Let us examine the three communities:
plotTPD(TPD = TPDc_iris, nRowCol = c(1,3))
#> Be patient, in the 2-dimensional case, plots can take some time.
#> If you think it takes too long, consider reducing the number of plots using 'whichPlot'
#> Warning: Removed 796 rows containing missing values or values outside the scale range
#> (`geom_raster()`).
#> Removed 796 rows containing missing values or values outside the scale range
#> (`geom_raster()`).
#> Removed 796 rows containing missing values or values outside the scale range
#> (`geom_raster()`).
The plots clearly reflect our expectations when we created the communities: the part of the functional space occupied by I. setosa is empty in Comm.2 and Comm.3, where that species is not present. In addition, Comm.2 and Comm.3, which share the same two species (I. versicolor and I. virginica), occupy the same part of the functional space.

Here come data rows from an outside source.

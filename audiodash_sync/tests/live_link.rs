use audiodash_mock_device::MockDevice;
use audiodash_sync::bindings::{BindingView, ControlKey, Flag, LevelKey, Source};
use audiodash_sync::channel::{self, ChannelEvent, ChannelStatus, ReconnectPolicy};
use audiodash_sync::dashboard::{Dashboard, DashboardView};
use audiodash_sync::dispatcher::LinkState;
use audiodash_sync::protocol::{Band, InboundMessage, MixerParam};
use audiodash_sync::translator::ToggleTarget;
use std::time::{Duration, Instant};
use tokio::sync::mpsc;
use url::Url;

#[derive(Default)]
struct Recorder {
    links: Vec<LinkState>,
    renders: usize,
}

impl DashboardView for Recorder {
    fn render(&mut self, _key: ControlKey, _view: &BindingView) {
        self.renders += 1;
    }

    fn link_changed(&mut self, state: LinkState) {
        self.links.push(state);
    }
}

fn fast_policy() -> ReconnectPolicy {
    ReconnectPolicy {
        base_delay: Duration::from_millis(10),
        max_attempts: 5,
    }
}

async fn next_event(rx: &mut mpsc::Receiver<ChannelEvent>) -> ChannelEvent {
    tokio::time::timeout(Duration::from_secs(3), rx.recv())
        .await
        .expect("timed out waiting for channel event")
        .expect("channel manager ended")
}

/// Feeds events into the dashboard until `done` holds.
async fn pump_until(
    dash: &mut Dashboard<Recorder>,
    rx: &mut mpsc::Receiver<ChannelEvent>,
    mut done: impl FnMut(&Dashboard<Recorder>) -> bool,
) {
    while !done(dash) {
        let event = next_event(rx).await;
        dash.handle_event(event);
    }
}

async fn wait_for_device<F: Fn(&audiodash_mock_device::DeviceState) -> bool>(
    device: &MockDevice,
    pred: F,
) {
    let deadline = Instant::now() + Duration::from_secs(3);
    while !pred(&device.state()) {
        assert!(Instant::now() < deadline, "device never reached expected state");
        tokio::time::sleep(Duration::from_millis(10)).await;
    }
}

#[tokio::test(flavor = "multi_thread", worker_threads = 2)]
async fn snapshot_commit_and_toggle_round_trip() {
    let device = MockDevice::start("127.0.0.1:0").expect("start device");
    device.turn_knob(Band::High, 5.0);
    wait_for_device(&device, |s| s.eq(Band::High) == 5.0).await;

    let endpoint = Url::parse(&device.ws_url()).unwrap();
    let (handle, mut rx) = channel::spawn(endpoint, fast_policy(), 16);
    let mut dash = Dashboard::new(handle.clone(), Recorder::default());

    pump_until(&mut dash, &mut rx, |d| {
        d.link_state() == LinkState::Open
            && *d.registry().level(LevelKey::Eq(Band::High)).value() == 5.0
    })
    .await;
    assert_eq!(handle.status(), ChannelStatus::Open);
    assert_eq!(
        dash.registry().level(LevelKey::Eq(Band::High)).source(),
        Source::Device
    );

    let low = LevelKey::Eq(Band::Low);
    dash.begin_edit(low);
    dash.preview(low, -6.0).unwrap();
    dash.commit_edit(low, -6.0).unwrap();
    wait_for_device(&device, |s| {
        s.eq(Band::Low) == -6.0 && s.mixer(MixerParam::GainCh1) == 0.5
    })
    .await;

    dash.toggle(ToggleTarget::Mute);
    assert!(!*dash.registry().flag(Flag::Mute).value());
    pump_until(&mut dash, &mut rx, |d| *d.registry().flag(Flag::Mute).value()).await;
    assert!(dash.view().renders > 0);

    dash.close();
}

#[tokio::test(flavor = "multi_thread", worker_threads = 2)]
async fn reconnects_after_unexpected_close_and_rebaselines() {
    let device = MockDevice::start("127.0.0.1:0").expect("start device");
    let endpoint = Url::parse(&device.ws_url()).unwrap();
    let (handle, mut rx) = channel::spawn(endpoint, fast_policy(), 16);

    assert_eq!(next_event(&mut rx).await, ChannelEvent::Connecting { attempt: 0 });
    assert_eq!(next_event(&mut rx).await, ChannelEvent::Opened);
    assert!(matches!(
        next_event(&mut rx).await,
        ChannelEvent::Message(InboundMessage::InitialState(_))
    ));

    device.turn_knob(Band::Mid, -3.0);
    assert!(matches!(
        next_event(&mut rx).await,
        ChannelEvent::Message(InboundMessage::Dial(_))
    ));

    device.drop_clients();
    assert!(matches!(next_event(&mut rx).await, ChannelEvent::Closed { .. }));
    assert_eq!(
        next_event(&mut rx).await,
        ChannelEvent::Reconnecting {
            attempt: 1,
            delay: Duration::from_millis(10)
        }
    );
    assert_eq!(next_event(&mut rx).await, ChannelEvent::Connecting { attempt: 1 });
    assert_eq!(next_event(&mut rx).await, ChannelEvent::Opened);
    match next_event(&mut rx).await {
        ChannelEvent::Message(InboundMessage::InitialState(s)) => {
            assert_eq!(s.eq.and_then(|e| e.mid), Some(-3.0));
        }
        other => panic!("expected fresh snapshot, got {other:?}"),
    }

    // A successful open resets the counter: the next drop starts at attempt 1 again.
    device.drop_clients();
    assert!(matches!(next_event(&mut rx).await, ChannelEvent::Closed { .. }));
    assert!(matches!(
        next_event(&mut rx).await,
        ChannelEvent::Reconnecting { attempt: 1, .. }
    ));
    handle.close();
}

#[tokio::test]
async fn gives_up_after_budget_and_retry_restarts() {
    let port = {
        let l = std::net::TcpListener::bind("127.0.0.1:0").unwrap();
        l.local_addr().unwrap().port()
    };
    let endpoint = Url::parse(&format!("ws://127.0.0.1:{port}/ws")).unwrap();
    let (handle, mut rx) = channel::spawn(endpoint, fast_policy(), 16);

    let mut connects = Vec::new();
    let mut delays = Vec::new();
    let gave_up = loop {
        match next_event(&mut rx).await {
            ChannelEvent::Connecting { attempt } => connects.push(attempt),
            ChannelEvent::Reconnecting { delay, .. } => delays.push(delay.as_millis() as u64),
            ChannelEvent::GaveUp { attempts } => break attempts,
            ChannelEvent::Closed { .. } => {}
            other => panic!("unexpected event {other:?}"),
        }
    };
    assert_eq!(gave_up, 5);
    assert_eq!(connects, vec![0, 1, 2, 3, 4, 5]);
    assert_eq!(delays, vec![10, 20, 30, 40, 50]);
    assert_eq!(handle.status(), ChannelStatus::Closed);

    // Parked: nothing more happens on its own.
    let quiet = tokio::time::timeout(Duration::from_millis(200), rx.recv()).await;
    assert!(quiet.is_err(), "manager must stay parked after giving up");
    assert!(!handle.send(audiodash_sync::protocol::OutboundCommand::ToggleMute));

    handle.retry();
    assert_eq!(next_event(&mut rx).await, ChannelEvent::Connecting { attempt: 0 });
    handle.close();
}
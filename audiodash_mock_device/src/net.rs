use crate::protocol::{ClientId, InboundMsg, OutboundMsg};
use audiodash_protocol::InboundMessage;
use crossbeam_channel::{Receiver, Sender, TryRecvError};
use std::io;
use std::net::{SocketAddr, TcpListener, TcpStream};
use std::sync::atomic::{AtomicBool, Ordering};
use std::sync::{Arc, Mutex};
use std::thread::{self, JoinHandle};
use std::time::Duration;
use tracing::{debug, info, warn};
use tungstenite::protocol::Message;

const HANDSHAKE_TIMEOUT: Duration = Duration::from_secs(2);
const READ_TIMEOUT: Duration = Duration::from_millis(10);

struct Client {
    id: ClientId,
    ws: tungstenite::WebSocket<TcpStream>,
    socket_addr: SocketAddr,
}

pub struct NetworkThread {
    shutdown: Arc<AtomicBool>,
    listen_addr: SocketAddr,
    join_handle: Mutex<Option<JoinHandle<()>>>,
}

impl NetworkThread {
    /// Binds `addr` (port 0 picks a free one) and serves any number of clients.
    pub fn spawn_with_addr(
        addr: &str,
        in_tx: Sender<InboundMsg>,
        out_rx: Receiver<OutboundMsg>,
    ) -> io::Result<Self> {
        let listener = TcpListener::bind(addr)?;
        listener.set_nonblocking(true)?;
        let listen_addr = listener.local_addr()?;

        let shutdown = Arc::new(AtomicBool::new(false));
        let shutdown_for_thread = Arc::clone(&shutdown);
        let join_handle =
            thread::spawn(move || run_server(listener, in_tx, out_rx, shutdown_for_thread));

        info!(%listen_addr, "mock device listening");
        Ok(Self {
            shutdown,
            listen_addr,
            join_handle: Mutex::new(Some(join_handle)),
        })
    }

    pub fn listen_addr(&self) -> SocketAddr {
        self.listen_addr
    }

    pub fn shutdown(&self) {
        self.shutdown.store(true, Ordering::Relaxed);
        if let Ok(mut h) = self.join_handle.lock() {
            if let Some(h) = h.take() {
                let _ = h.join();
            }
        }
    }
}

impl Drop for NetworkThread {
    fn drop(&mut self) {
        self.shutdown();
    }
}

fn run_server(
    listener: TcpListener,
    in_tx: Sender<InboundMsg>,
    out_rx: Receiver<OutboundMsg>,
    shutdown: Arc<AtomicBool>,
) {
    let mut clients: Vec<Client> = Vec::new();
    let mut next_id: ClientId = 1;

    while !shutdown.load(Ordering::Relaxed) {
        loop {
            match listener.accept() {
                Ok((stream, socket_addr)) => {
                    let _ = stream.set_nonblocking(false);
                    let _ = stream.set_nodelay(true);
                    let _ = stream.set_read_timeout(Some(HANDSHAKE_TIMEOUT));
                    let _ = stream.set_write_timeout(Some(Duration::from_millis(200)));

                    let ws = match tungstenite::accept(stream) {
                        Ok(ws) => ws,
                        Err(e) => {
                            warn!(%socket_addr, error = %e, "ws handshake failed");
                            continue;
                        }
                    };
                    let _ = ws.get_ref().set_read_timeout(Some(READ_TIMEOUT));

                    let id = next_id;
                    next_id += 1;
                    if in_tx
                        .try_send(InboundMsg::ClientConnected {
                            client: id,
                            socket_addr,
                        })
                        .is_err()
                    {
                        warn!(%socket_addr, "device loop busy, refusing client");
                        let mut ws = ws;
                        let _ = ws.close(None);
                        continue;
                    }
                    info!(client = id, %socket_addr, "client connected");
                    clients.push(Client {
                        id,
                        ws,
                        socket_addr,
                    });
                }
                Err(e) if e.kind() == io::ErrorKind::WouldBlock => break,
                Err(e) => {
                    warn!(error = %e, "ws accept failed");
                    break;
                }
            }
        }

        let mut dead: Vec<ClientId> = Vec::new();
        loop {
            match out_rx.try_recv() {
                Ok(OutboundMsg::Broadcast { msg }) => {
                    for client in clients.iter_mut() {
                        if send_message(&mut client.ws, &msg).is_err() {
                            dead.push(client.id);
                        }
                    }
                }
                Ok(OutboundMsg::SendTo { client, msg }) => {
                    if let Some(c) = clients.iter_mut().find(|c| c.id == client) {
                        if send_message(&mut c.ws, &msg).is_err() {
                            dead.push(c.id);
                        }
                    }
                }
                Ok(OutboundMsg::DropClients) => {
                    info!(count = clients.len(), "dropping all clients");
                    dead.extend(clients.iter().map(|c| c.id));
                }
                Err(TryRecvError::Empty) => break,
                Err(TryRecvError::Disconnected) => return,
            }
        }

        // One read per client per pass; the read timeout keeps the loop moving.
        for client in clients.iter_mut() {
            if dead.contains(&client.id) {
                continue;
            }
            match client.ws.read() {
                Ok(msg) => {
                    if handle_inbound(&in_tx, client, msg).is_err() {
                        dead.push(client.id);
                    }
                }
                Err(tungstenite::Error::Io(e))
                    if e.kind() == io::ErrorKind::WouldBlock
                        || e.kind() == io::ErrorKind::TimedOut => {}
                Err(e) => {
                    debug!(client = client.id, error = %e, "client read failed");
                    dead.push(client.id);
                }
            }
        }

        if !dead.is_empty() {
            clients.retain(|c| {
                if dead.contains(&c.id) {
                    info!(client = c.id, socket_addr = %c.socket_addr, "client disconnected");
                    let _ = in_tx.try_send(InboundMsg::ClientDisconnected { client: c.id });
                    false
                } else {
                    true
                }
            });
        }

        if clients.is_empty() {
            thread::sleep(Duration::from_millis(10));
        }
    }

    for mut client in clients {
        let _ = client.ws.close(None);
        let _ = client.ws.flush();
    }
}

fn handle_inbound(in_tx: &Sender<InboundMsg>, client: &mut Client, msg: Message) -> Result<(), ()> {
    let text = match msg {
        Message::Text(s) => s.as_str().to_string(),
        Message::Binary(_) => return Ok(()),
        Message::Ping(payload) => {
            let _ = client.ws.send(Message::Pong(payload));
            return Ok(());
        }
        Message::Pong(_) => return Ok(()),
        Message::Close(_) => return Err(()),
        Message::Frame(_) => return Ok(()),
    };

    if in_tx
        .try_send(InboundMsg::Frame {
            client: client.id,
            text,
        })
        .is_err()
    {
        warn!(client = client.id, "device loop busy, frame dropped");
    }
    Ok(())
}

fn send_message(ws: &mut tungstenite::WebSocket<TcpStream>, msg: &InboundMessage) -> Result<(), ()> {
    let payload = serde_json::to_string(msg).map_err(|_| ())?;
    ws.send(Message::Text(payload.into())).map_err(|_| ())
}
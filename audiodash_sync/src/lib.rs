//! State synchronisation between an operator dashboard and a remote audio DSP device.
//!
//! The [`channel`] module owns the WebSocket link, [`bindings`] holds the displayed
//! value of every control, [`translator`] turns committed edits into wire commands and
//! [`dispatcher`] folds device frames back into the bindings. [`dashboard::Dashboard`]
//! wires them together as the single application context.

mod modules;

pub use modules::{bindings, channel, codec, config, dashboard, dispatcher, mixer_http, translator};

pub use audiodash_protocol as protocol;
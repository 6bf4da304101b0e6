use audiodash_mock_device::{MockDevice, MockDeviceOptions};
use std::fs;
use std::path::PathBuf;
use std::thread;
use std::time::{Duration, Instant};
use tracing_subscriber::EnvFilter;

const DEFAULT_ADDR: &str = "127.0.0.1:0";

fn parse_arg_value(args: &[String], name: &str) -> Option<String> {
    args.iter()
        .position(|a| a == name)
        .and_then(|i| args.get(i + 1))
        .cloned()
}

fn main() {
    tracing_subscriber::fmt()
        .with_env_filter(
            EnvFilter::try_from_default_env().unwrap_or_else(|_| EnvFilter::new("info")),
        )
        .init();

    let args: Vec<String> = std::env::args().collect();

    let addr = parse_arg_value(&args, "--addr")
        .or_else(|| std::env::var("AUDIODASH_MOCK_ADDR").ok())
        .unwrap_or_else(|| DEFAULT_ADDR.to_string());

    let addr_file = parse_arg_value(&args, "--addr-file").map(PathBuf::from);
    let run_for = parse_arg_value(&args, "--run-for-ms")
        .and_then(|s| s.parse::<u64>().ok())
        .map(Duration::from_millis);
    let knob_every = parse_arg_value(&args, "--knob-every-ms")
        .and_then(|s| s.parse::<u64>().ok())
        .map(Duration::from_millis);
    let seed = parse_arg_value(&args, "--seed").and_then(|s| s.parse::<u64>().ok());

    let device = match MockDevice::start_with(&addr, MockDeviceOptions { knob_every, seed }) {
        Ok(d) => d,
        Err(e) => {
            eprintln!("mock_device bind failed on {addr}: {e}");
            std::process::exit(1);
        }
    };

    if let Some(path) = &addr_file {
        let _ = fs::write(path, device.addr().to_string());
    }

    println!("mock_device listening on {}", device.ws_url());

    let start = Instant::now();
    loop {
        thread::sleep(Duration::from_millis(50));
        if let Some(max) = run_for {
            if start.elapsed() >= max {
                break;
            }
        }
    }
}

However, because of the different abundances of their species, the TPDc’s of these communities differ, reflecting the higher abundance of I. versicolor in Comm. 2 and of I. virginica in Comm.1.
TPDs’s and TPDc’s are powerful tools for studying the functional diversity of biological communities. The TPD package includes several functions that estimate different indices reflecting complimentary aspects of functional diversity. With the aim to help users to select for the most adequate method depending on specific questions, we divide these methods into four different categories attending to two independent criteria.
The first criteria is whether the identity or number of species is or not of primary concern. In some cases (1), we are only interested on the aggregated probability distribution, that is, the TPD of the studied entity (which can be species, populations or communities). For example, if we are interested on how does the ammount of functional volume occupied by communities vary across environmental gradients, we only need to know the TPDc’s of communities. In such case, it would have been correct to sample and measure traits from random individuals in each community, constructing the TPDC’s without having identified any species. By contrast (2), sometimes the interest is not only on the TPD of the community, but on how the different species that compose it are organised in the functional space. This includes the study of functional diversity in terms of the functional dissimilarity of species, or the study of functional redundancy.
These two groups can be further divided according to whether (a) we are interested in studying properties only at the within-unit level (units can be species, populations or communities), or (b) we are interested in analysing the differences between these units, for which we have to consider more than one unit simultaneously.
The next table shows the methods that compose the framework, classified according to the above-stated criteria, along with the associated specific functions included in the TPD package:
(1) Interest is only on the aggregated probability distribution | (2) Interest is not only on the aggregated probability distribution | |
---|---|---|
(a) Within units | Functional Richness, Evenness and Divergence
(REND ) |
Functional redundancy (redundancy ) |
Traits sampling (tSamp ) |
Species dissimilarity (dissim ) |
|
(b) Between units | Overlap-based dissimilarity (dissim ) |
Partition of functional diversity with Rao (dissim +
Rao ) |
Dissimilarity decomposition (dissim ) |
## 1. Species are not of primary concern
### 1.a. Indices for single units
The methods included in this category are intended for cases in which we are purely interested in some feature of the functional structure of individual populations, species or communities. This means that the results yielded for each unit of analysis is totally independent from the rest of units. The methods included here, and the associated functions are:
####Functional Richness, Evenness and Divergence
(REND
)
These three indices of functional diversity were originally described by Mason et al. (2005). Because a deeper study of their biological significance is out of the scope of this document, we refer readers to that reference for further details.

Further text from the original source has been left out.